» Task to carry out: Below are the records; give again exactly the line with "are on display.", the line with "fn mark_removing(&mut self, ctx: &mut", and each line that lies between them, and nothing besides.

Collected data

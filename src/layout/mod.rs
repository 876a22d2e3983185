//! Layout engines.
//!
//! A gallery holds exactly one engine behind the [`LayoutEngine`] trait and
//! never switches on the layout kind at call sites. Each engine owns its own
//! layout state (slot masks, column heights, brick rows) and reads committed
//! records from the main cache.
//!
//! | Engine | Arrangement | Removal |
//! |---|---|---|
//! | [`JigsawLayout`] | fixed grid of at most six masked slots | immediate, full rebuild |
//! | [`WaterfallLayout`] | equal-width columns, shortest column first | deferred |
//! | [`BrickLayout`] | greedy rows scaled to the container width | deferred |
//!
//! [`geometry`] holds the pure math shared by the three.

pub mod brick;
pub mod geometry;
pub mod jigsaw;
pub mod waterfall;

pub use brick::BrickLayout;
pub use jigsaw::JigsawLayout;
pub use waterfall::WaterfallLayout;

use crate::cache::MainCache;
use crate::config::LayoutSettings;
use crate::surface::{NodeId, RenderSurface, StyleProp, StyleValue, class};
use crate::types::LayoutKind;
use log::warn;

/// Everything an engine may touch during one operation.
pub struct LayoutContext<'a> {
    pub surface: &'a mut dyn RenderSurface,
    pub cache: &'a mut MainCache,
    /// The gallery's container node.
    pub container: NodeId,
    pub settings: &'a LayoutSettings,
}

impl LayoutContext<'_> {
    pub fn container_width(&self) -> f64 {
        self.surface.client_width(self.container)
    }
}

/// When the structural part of a removal happens.
#[derive(Debug, Clone, Copy, PartialEq, Eq)]
pub enum RemovalMode {
    /// Splice right away.
    Immediate,
    /// Show the exit affordance now, splice after the removal delay.
    Deferred,
}

pub trait LayoutEngine {
    fn kind(&self) -> LayoutKind;

    /// Prepare the container for this layout.
    fn init(&mut self, ctx: &mut LayoutContext<'_>);

    /// Place every committed record the engine has not placed yet.
    fn place(&mut self, ctx: &mut LayoutContext<'_>);

    /// Remove the records owning `wrappers` from the surface and the cache.
    ///
    /// Returns `false` if any wrapper no longer maps to a live record.
    fn remove_items(&mut self, ctx: &mut LayoutContext<'_>, wrappers: &[NodeId]) -> bool;

    /// Tear down the visual arrangement and rewind placement. The cache is
    /// kept, so a following [`place`](Self::place) rebuilds everything.
    fn reset(&mut self, ctx: &mut LayoutContext<'_>);

    /// React to a change of the container width.
    fn resize(&mut self, ctx: &mut LayoutContext<'_>);

    /// Undo [`init`](Self::init) and [`reset`](Self::reset) before another
    /// engine takes over the container.
    fn teardown(&mut self, ctx: &mut LayoutContext<'_>);

    fn removal_mode(&self) -> RemovalMode {
        RemovalMode::Deferred
    }

    /// How many leading cache records are on display.
    fn visible_count(&self, cached: usize) -> usize {
        cached
    }

    /// Apply the "being removed" affordance ahead of a deferred removal.
    fn mark_removing(&mut self, ctx: &mut LayoutContext<'_>, wrapper: NodeId) {
        ctx.surface.add_class(wrapper, class::WRAPPER_DELETED);
        ctx.surface
            .set_style(wrapper, StyleProp::Margin, StyleValue::Px(0.0));
    }
}

/// Build the engine for `kind`.
pub fn engine_for(kind: LayoutKind) -> Box<dyn LayoutEngine> {
    match kind {
        LayoutKind::Jigsaw => Box::new(JigsawLayout::new()),
        LayoutKind::Waterfall => Box::new(WaterfallLayout::new()),
        LayoutKind::Brick => Box::new(BrickLayout::new()),
    }
}

/// Splice the record owning `wrapper` out of the cache and free its nodes.
pub(crate) fn splice_record(ctx: &mut LayoutContext<'_>, wrapper: NodeId) -> bool {
    let Some(index) = ctx.cache.index_of(wrapper) else {
        warn!("no live record for {wrapper}");
        return false;
    };
    match ctx.cache.remove(index) {
        Some(record) => {
            record.destroy(ctx.surface);
            true
        }
        None => false,
    }
}

/// Destroy every child of `node`. Grandchildren (record wrappers) survive
/// detached.
pub(crate) fn destroy_children(surface: &mut dyn RenderSurface, node: NodeId) {
    for child in surface.children(node) {
        surface.destroy_node(child);
    }
}

#[cfg(test)]
mod tests {
    use super::*;

    #[test]
    fn factory_builds_matching_engine() {
        for kind in [LayoutKind::Jigsaw, LayoutKind::Waterfall, LayoutKind::Brick] {
            assert_eq!(engine_for(kind).kind(), kind);
        }
    }

    #[test]
    fn only_jigsaw_removes_immediately() {
        assert_eq!(
            engine_for(LayoutKind::Jigsaw).removal_mode(),
            RemovalMode::Immediate
        );
        assert_eq!(
            engine_for(LayoutKind::Brick).removal_mode(),
            RemovalMode::Deferred
        );
        assert_eq!(
            engine_for(LayoutKind::Waterfall).removal_mode(),
            RemovalMode::Deferred
        );
    }
}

» Solved problem:
    /// How many leading cache records are on display.
    fn visible_count(&self, cached: usize) -> usize {
        cached
    }

    /// Apply the "being removed" affordance ahead of a deferred removal.
    fn mark_removing(&mut self, ctx: &mut LayoutContext<'_>, wrapper: NodeId) {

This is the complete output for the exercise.